• About this exercise: Line by line, output the entries below exactly as they appear.

• Dataset entries:
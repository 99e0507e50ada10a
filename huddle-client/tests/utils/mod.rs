pub mod counting_media;
pub mod event_log;
pub mod signal_helpers;
pub mod test_relay;

pub use counting_media::*;
pub use event_log::*;
pub use harness::*;
pub use hub_relay::*;
pub use mock_relay::*;
pub use mock_transport::*;
pub use signal_helpers::*;
pub use test_relay::*;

• Response area:
repository 99e0507e50ada10a
filename huddle-client/tests/utils/mod.rs
pub mod counting_media;
pub mod event_log;
pub mod signal_helpers;
pub mod test_relay;

pub use counting_media::*;
pub use event_log::*;
pub use harness::*;
pub use hub_relay::*;
pub use mock_relay::*;
pub use mock_transport::*;
pub use signal_helpers::*;
pub use test_relay::*;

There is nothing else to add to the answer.